The idea is we all have two limited resources: money and time. I want everyone lớn think about how lớn remove the things that are currently costing you money or time that are not contributing lớn your happiness. Let má be very clear: I don’t think that spending money is bad. A lot of what you read about money tells you lớn spend less — period. But I think that spending money can be great and important. We can spend it lớn get out of bad situations, lượt thích jobs we hate or relationships that aren’t working. We can spend it on things that make us feel strong or pretty or healthy. The point is that it’s our choice. It’s not about deprivation. You just need lớn learn the skill of spending in a way that balances your financial health with your emotional health.
I have three tools that I use. There are tactics that have worked for má, personally, and that I’ve used with clients for years. Every single person comes back and says, “Wow, that made a huge difference.”
The difference is whether the thing brings you intrinsic pleasure — it’s not that you feel it adds lớn who you are or lớn your value as a human.

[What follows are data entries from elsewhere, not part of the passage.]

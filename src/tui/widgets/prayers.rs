use ratatui::{
    layout::Rect,
    style::Modifier,
    text::{Line, Span},
    widgets::{Block, BorderType, Borders, List, ListItem},
    Frame,
};

use crate::models::PrayerSlot;
use crate::schedule::TickDisplay;
use crate::tui::theme;
use crate::utils::format::{format_time, pad_display};

pub fn render(frame: &mut Frame, area: Rect, slots: &[PrayerSlot], display: Option<&TickDisplay>) {
    let block = Block::default()
        .title(Span::styled(" Today ", theme::accent()))
        .borders(Borders::ALL)
        .border_type(BorderType::Rounded)
        .border_style(ratatui::style::Style::default().fg(theme::BORDER))
        .style(theme::surface());

    if slots.is_empty() {
        let items = vec![
            ListItem::new(Line::from("")),
            ListItem::new(Line::from(Span::styled("  No prayer times", theme::dim()))),
        ];
        frame.render_widget(List::new(items).block(block), area);
        return;
    }

    let items: Vec<ListItem> = slots
        .iter()
        .map(|slot| {
            let idx = slot.name.index();
            let is_current = display.is_some_and(|d| d.current_index == idx);
            let is_next = display.is_some_and(|d| d.next_index == idx);

            let (icon, name_style) = if is_current {
                ("●", theme::green().add_modifier(Modifier::BOLD))
            } else if is_next {
                ("▸", theme::accent().add_modifier(Modifier::BOLD))
            } else {
                (" ", theme::bold())
            };

            let line = Line::from(vec![
                Span::styled(format!("  {} ", icon), name_style),
                Span::styled(pad_display(slot.name.display_name(), 9), name_style),
                Span::styled(pad_display(slot.name.arabic_name(), 8), theme::dim()),
                Span::styled(format_time(slot.time), theme::bold()),
            ]);

            ListItem::new(line)
        })
        .collect();

    let list = List::new(items).block(block);
    frame.render_widget(list, area);
}
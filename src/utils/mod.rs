pub mod export;
pub mod format;
pub mod hijri;
pub mod qibla;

Busyness with work, busyness collecting things, busyness getting accolades — it’s transformational lớn ask yourself, For what? Obviously, I know that it’s important lớn make money, because the absence of money will make you miserable. But the point is that you need lớn consider the equation, which is both financial and emotional. Before you tự something or buy something, you want lớn ask yourself, How does this factor into my relationship with life satisfaction and the way I’m using my money? It’s not rocket science that many of us are overwhelmed. But the piece that’s missing from a lot of people’s lives is understanding why we feel lượt thích we have lớn be ví busy. It’s about finding a balance between your money and your emotional health and what works for the resources that you have available lớn you.
Because of the lack of safety nets, and certain professions not paying people close lớn the value that they provide lớn society, about 30 percent of Americans tự not have enough money, objectively. They are not making a living wage. These are systemic problems. You can’t just think your way out of it — it’s not a mind-set issue. I want lớn be clear in acknowledging that. We can calculate a living wage. We can also calculate, for people who are making a living wage, how much money they need lớn make each year in order lớn spend the way they want lớn spend and still save enough lớn retire at a certain age. So there are numerical answers lớn “What is enough?” that are fairly straightforward. “Enough” is a function of how much you want lớn spend relative lớn your income and your net worth. But that’s only part of the equation.